Status: design sketch (2026-05-05). Not yet implemented; this document is the input to a v0.2.0 design discussion.

Why this exists: v0.1.5–0.1.9 each surfaced bugs that fall into three buckets. The E2E smoke CI gate (v0.1.10) catches cross-component bugs automatically. The per-fix integration test discipline (CLAUDE.md, CONTRIBUTING.md) catches unit/integration bugs through process. Neither catches agent-quality bugs. Those need a different testing model: a corpus with ground-truth labels, agent runs measured against the labels, metrics tracked over time.
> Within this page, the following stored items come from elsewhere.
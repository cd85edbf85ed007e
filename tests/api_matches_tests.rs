// SPDX-License-Identifier: MIT
// Copyright 2026 Roland Dreier <roland@rolandd.dev>

//! Profile, match and diversity API tests.

use axum::http::StatusCode;
use serde_json::json;
use tower::ServiceExt;

mod common;
use common::{body_json, create_test_app, empty_request, json_request};

async fn put_profile(app: &axum::Router, user_id: &str, body: serde_json::Value) {
    let response = app
        .clone()
        .oneshot(json_request("PUT", &format!("/api/profiles/{}", user_id), body))
        .await
        .unwrap();
    assert_eq!(response.status(), StatusCode::OK);
}

async fn seed(app: &axum::Router) {
    put_profile(
        app,
        "ana",
        json!({
            "name": "Ana",
            "languages": ["English", "Spanish"],
            "declaredInterests": ["music"],
            "participation": [{
                "eventId": "e1",
                "eventName": "Community Food Drive",
                "date": "2024-05-01",
                "location": "Aston",
                "role": "volunteer"
            }]
        }),
    )
    .await;
    put_profile(
        app,
        "bilal",
        json!({
            "name": "Bilal",
            "languages": ["English", "Arabic"],
            "declaredInterests": ["food", "sports"]
        }),
    )
    .await;
    put_profile(
        app,
        "carmen",
        json!({
            "name": "Carmen",
            "languages": ["Spanish", "English"],
            "declaredInterests": ["art"]
        }),
    )
    .await;
}

#[tokio::test]
async fn test_matches_ranked_and_exclude_self() {
    let (app, _) = create_test_app();
    seed(&app).await;

    let response = app
        .oneshot(empty_request("GET", "/api/matches/ana"))
        .await
        .unwrap();
    assert_eq!(response.status(), StatusCode::OK);

    let json = body_json(response).await;
    assert_eq!(json["userId"], "ana");
    assert_eq!(json["totalCandidates"], 2);
    assert_eq!(json["profile"]["culturalBackground"], json!(["Hispanic/Latino"]));
    assert_eq!(json["profile"]["interests"], json!(["music", "food", "community"]));

    let matches = json["matches"].as_array().unwrap();
    assert_eq!(matches.len(), 2);
    assert!(matches.iter().all(|m| m["userId2"] != "ana"));

    // Carmen shares both languages (bridge 0.7); Bilal shares food across cultures
    assert_eq!(matches[0]["userId2"], "carmen");
    assert!(matches[0]["recommendationReason"]
        .as_str()
        .unwrap()
        .starts_with("You both speak English and Spanish"));
    assert_eq!(matches[1]["userId2"], "bilal");
    assert_eq!(matches[1]["sharedInterests"], json!(["food"]));
}

#[tokio::test]
async fn test_match_limit() {
    let (app, _) = create_test_app();
    seed(&app).await;

    let response = app
        .oneshot(empty_request("GET", "/api/matches/ana?limit=1&crossCultural=false"))
        .await
        .unwrap();
    assert_eq!(response.status(), StatusCode::OK);
    let json = body_json(response).await;
    assert_eq!(json["matches"].as_array().unwrap().len(), 1);
}

#[tokio::test]
async fn test_matches_for_unknown_profile() {
    let (app, _) = create_test_app();
    seed(&app).await;

    let response = app
        .oneshot(empty_request("GET", "/api/matches/nobody"))
        .await
        .unwrap();
    assert_eq!(response.status(), StatusCode::NOT_FOUND);
}

#[tokio::test]
async fn test_community_diversity() {
    let (app, _) = create_test_app();
    seed(&app).await;

    let response = app
        .oneshot(empty_request("GET", "/api/community/diversity"))
        .await
        .unwrap();
    assert_eq!(response.status(), StatusCode::OK);

    let json = body_json(response).await;
    assert_eq!(json["totalUsers"], 3);
    assert_eq!(json["languagesRepresented"][0]["language"], "English");
    assert_eq!(json["languagesRepresented"][0]["count"], 3);
    assert_eq!(json["culturalGroups"][0]["group"], "Hispanic/Latino");
    assert_eq!(json["culturalGroups"][0]["count"], 2);
    // Groups 2:1 -> 1 - (4/9 + 1/9) = 0.444
    assert_eq!(json["diversityScore"], 44);
}

#[tokio::test]
async fn test_profile_with_bad_date_rejected() {
    let (app, _) = create_test_app();
    let response = app
        .oneshot(json_request(
            "PUT",
            "/api/profiles/ana",
            json!({
                "participation": [{
                    "eventId": "e1",
                    "eventName": "Food",
                    "date": "yesterday",
                    "role": "volunteer"
                }]
            }),
        ))
        .await
        .unwrap();
    assert!(response.status().is_client_error());
}
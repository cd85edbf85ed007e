// SPDX-License-Identifier: MIT
// Copyright 2026 Roland Dreier <roland@rolandd.dev>

//! Admin key middleware for destructive operations.

use crate::AppState;
use axum::{
    extract::{Request, State},
    http::StatusCode,
    middleware::Next,
    response::Response,
};
use std::sync::Arc;
use subtle::ConstantTimeEq;

/// Header carrying the admin key.
pub const ADMIN_KEY_HEADER: &str = "x-admin-key";

/// Require `X-Admin-Key` to match the configured admin key.
///
/// Without a configured key the route is open (local development).
pub async fn require_admin(
    State(state): State<Arc<AppState>>,
    request: Request,
    next: Next,
) -> Result<Response, StatusCode> {
    let Some(expected) = state.config.admin_api_key.as_deref() else {
        return Ok(next.run(request).await);
    };

    let provided = request
        .headers()
        .get(ADMIN_KEY_HEADER)
        .and_then(|h| h.to_str().ok())
        .unwrap_or("");

    if !bool::from(provided.as_bytes().ct_eq(expected.as_bytes())) {
        tracing::warn!(path = %request.uri().path(), "Rejected admin request");
        return Err(StatusCode::UNAUTHORIZED);
    }

    Ok(next.run(request).await)
}
// SPDX-License-Identifier: MIT
// Copyright 2026 Roland Dreier <roland@rolandd.dev>

//! Community-wide language and cultural diversity analysis.

use crate::models::matching::{CommunityDiversity, GroupCount, LanguageCount};
use crate::models::profile::cultural_group_for;
use crate::models::VolunteerProfile;

/// Language groups of at least this size can host multilingual events.
const LARGE_LANGUAGE_GROUP: u32 = 5;
/// Cultural groups smaller than this need outreach.
const SMALL_CULTURAL_GROUP: u32 = 3;

/// Count `key` in a first-seen-ordered tally.
fn tally(counts: &mut Vec<(String, u32)>, key: &str) {
    match counts.iter_mut().find(|(k, _)| k == key) {
        Some((_, count)) => *count += 1,
        None => counts.push((key.to_string(), 1)),
    }
}

/// Simpson diversity index `1 - Σp²` scaled to 0-100.
pub fn simpson_score(counts: &[u32]) -> u32 {
    let total: u32 = counts.iter().sum();
    if total == 0 {
        return 0;
    }
    let sum_of_squares: f64 = counts
        .iter()
        .map(|&c| {
            let p = c as f64 / total as f64;
            p * p
        })
        .sum();
    ((1.0 - sum_of_squares) * 100.0).round() as u32
}

/// Analyse languages and cultural groups across all profiles.
///
/// Profiles without any language are not counted. A user contributes one
/// count to a cultural group per language that maps to it.
pub fn analyze(profiles: &[VolunteerProfile]) -> CommunityDiversity {
    let mut languages: Vec<(String, u32)> = Vec::new();
    let mut groups: Vec<(String, u32)> = Vec::new();
    let mut total_users = 0;

    for profile in profiles {
        let spoken: Vec<&str> = profile
            .languages
            .iter()
            .map(|l| l.trim())
            .filter(|l| !l.is_empty())
            .collect();
        if spoken.is_empty() {
            continue;
        }
        total_users += 1;

        for lang in spoken {
            tally(&mut languages, lang);
            if let Some(group) = cultural_group_for(lang) {
                tally(&mut groups, group);
            }
        }
    }

    // Stable sorts keep first-seen order among equal counts
    languages.sort_by(|a, b| b.1.cmp(&a.1));
    groups.sort_by(|a, b| b.1.cmp(&a.1));

    let group_counts: Vec<u32> = groups.iter().map(|(_, c)| *c).collect();
    let languages_represented: Vec<LanguageCount> = languages
        .into_iter()
        .map(|(language, count)| LanguageCount { language, count })
        .collect();
    let cultural_groups: Vec<GroupCount> = groups
        .into_iter()
        .map(|(group, count)| GroupCount { group, count })
        .collect();

    let bridging_opportunities = bridging_opportunities(&languages_represented, &cultural_groups);

    CommunityDiversity {
        total_users,
        languages_represented,
        cultural_groups,
        diversity_score: simpson_score(&group_counts),
        bridging_opportunities,
    }
}

/// Suggestions for connecting communities, based on group sizes.
pub fn bridging_opportunities(languages: &[LanguageCount], groups: &[GroupCount]) -> Vec<String> {
    let mut opportunities = Vec::new();

    let large: Vec<&LanguageCount> = languages
        .iter()
        .filter(|l| l.count >= LARGE_LANGUAGE_GROUP)
        .collect();
    if large.len() >= 2 {
        opportunities.push(format!(
            "Host multilingual events featuring {} and {} to bridge communities",
            large[0].language, large[1].language
        ));
    }

    if groups.len() >= 3 {
        let names: Vec<&str> = groups.iter().take(3).map(|g| g.group.as_str()).collect();
        opportunities.push(format!(
            "Create cultural exchange programs connecting {}",
            names.join(", ")
        ));
    }

    let small: Vec<&str> = groups
        .iter()
        .filter(|g| g.count < SMALL_CULTURAL_GROUP)
        .map(|g| g.group.as_str())
        .collect();
    if !small.is_empty() {
        opportunities.push(format!(
            "Increase outreach to underrepresented communities: {}",
            small.join(", ")
        ));
    }

    if languages.len() >= 5 {
        opportunities
            .push("Recruit multilingual volunteers as cultural ambassadors and translators".to_string());
    }

    opportunities
}
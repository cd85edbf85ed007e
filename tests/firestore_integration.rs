// SPDX-License-Identifier: MIT
// Copyright 2026 Roland Dreier <roland@rolandd.dev>

//! Firestore integration tests.
//!
//! These tests require the Firestore emulator to be running
//! (FIRESTORE_EMULATOR_HOST set); they are skipped otherwise.

use eightvents_points::db::{PointsStore, StoreError};
use eightvents_points::models::{Event, UserPointsRecord, VolunteerProfile};
use eightvents_points::services::{NewActivity, PointsService};
use std::sync::Arc;

mod common;
use common::{test_firestore, unique_id};

#[tokio::test]
async fn test_versioned_put_and_get() {
    require_emulator!();
    let store = test_firestore().await;
    let user_id = unique_id("fs-user");

    let mut record = UserPointsRecord::new(&user_id);
    record.version = 1;
    store.put(&record).await.expect("First write failed");

    let stored = store.get(&user_id).await.unwrap().expect("Record missing");
    assert_eq!(stored, record);

    // Writing version 1 again is stale
    let err = store.put(&record).await.unwrap_err();
    assert!(matches!(err, StoreError::Conflict { found: 1, .. }));

    assert!(store.delete(&user_id).await.unwrap());
    assert!(!store.delete(&user_id).await.unwrap());
}

#[tokio::test]
async fn test_racing_stale_writers_one_wins() {
    require_emulator!();
    let store = test_firestore().await;
    let user_id = unique_id("fs-race");

    let mut base = UserPointsRecord::new(&user_id);
    base.version = 1;
    store.put(&base).await.expect("Seed write failed");

    // Both writers read version 1 and try to commit version 2
    let mut first = base.clone();
    first.version = 2;
    first.total_points = 100;
    let mut second = base.clone();
    second.version = 2;
    second.total_points = 50;

    let (a, b) = tokio::join!(store.put(&first), store.put(&second));
    let results = [a, b];
    let wins = results.iter().filter(|r| r.is_ok()).count();
    let conflicts = results
        .iter()
        .filter(|r| matches!(r, Err(StoreError::Conflict { .. })))
        .count();
    assert_eq!(wins, 1, "Exactly one writer should commit: {:?}", results);
    assert_eq!(conflicts, 1, "The loser should see a conflict: {:?}", results);

    let stored = store.get(&user_id).await.unwrap().expect("Record missing");
    assert_eq!(stored.version, 2);
    let winner = if results[0].is_ok() { &first } else { &second };
    assert_eq!(stored.total_points, winner.total_points);
}

#[tokio::test]
async fn test_points_service_over_firestore() {
    require_emulator!();
    let store = Arc::new(test_firestore().await);
    let service = PointsService::new(store.clone(), 1.0);
    let user_id = unique_id("fs-points");

    service
        .record_activity(&user_id, NewActivity::event("e1"))
        .await
        .unwrap();
    let recorded = service
        .record_activity(&user_id, NewActivity::community_request("r1", None))
        .await
        .unwrap();

    assert_eq!(recorded.record.total_points, 150);
    assert_eq!(recorded.record.version, 2);

    let all = store.get_all().await.unwrap();
    assert!(all.iter().any(|r| r.user_id == user_id));
}

#[tokio::test]
async fn test_profiles_round_trip() {
    require_emulator!();
    let store = test_firestore().await;
    let user_id = unique_id("fs-profile");

    let profile = VolunteerProfile {
        user_id: user_id.clone(),
        name: "Test".to_string(),
        languages: vec!["Polish".to_string()],
        declared_interests: vec!["animals".to_string()],
        participation: vec![],
    };
    store.put_profile(&profile).await.unwrap();

    assert_eq!(store.get_profile(&user_id).await.unwrap(), Some(profile));
}

#[tokio::test]
async fn test_events_stored_and_fetched() {
    require_emulator!();
    let store = test_firestore().await;
    let event_id = unique_id("event");

    let event = Event {
        event_id: event_id.clone(),
        name: "River Cleanup".to_string(),
        date: chrono::NaiveDate::from_ymd_opt(2031, 3, 14).unwrap(),
        location: Some("Digbeth".to_string()),
        volunteers_needed: 12,
    };
    store.put_event(&event).await.unwrap();

    assert_eq!(store.get_event(&event_id).await.unwrap(), Some(event));
    assert!(store
        .list_events()
        .await
        .unwrap()
        .iter()
        .any(|e| e.event_id == event_id));
}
This document sketches that harness.


What "agent-quality bugs" look like

Concrete cases from v0.1.5–0.1.9 shakedowns that the existing test infrastructure does NOT catch:

  • KSI-SVC-PRR drift across releases. v0.1.7 over-classified as partial when the agent reached too liberally; v0.1.8 swung to evidence_layer_inapplicable (under-classified, treating a CMK-backed S3 fixture as procedural-only). Same KSI, different miss, both wrong vs. ground truth.
  • KSI-SCR-MIT "mixed" reasoning bug. v0.1.7 agent rationale literally said "release-deploy and security-scan workflows have 'mixed' pin_state," then concluded not_implemented. Reasoning bug — "mixed" should map to partial. Fixed in v0.1.8 via prompt nudge but no metric tracked the regression risk.
  • F5 manifest cross-wiring. v0.1.8 KSI-AFR-FSI narrative quoted PagerDuty (which belongs to KSI-INR-RIR's manifest); KSI-INR-RIR did NOT quote PagerDuty even though that's its own manifest. Cross-wiring of which manifest belongs to which KSI in narrative drafting.
  • sha256-only citation pollution. 30 of 60 v0.1.8 narratives still cite evidence by sha256:abc12345... inline, despite resource_name being available in the cited evidence's content. Reviewability issue with no metric.
  • Bucket-by-bucket variance not surfaced in rationales. F1 in v0.1.8: agent classified KSI-SVC-VRI / KSI-CNA-MAT as partial (correct verdict) but never named individual S3 buckets in rationale (qualitative gap; reviewer can't tell which buckets are non-compliant).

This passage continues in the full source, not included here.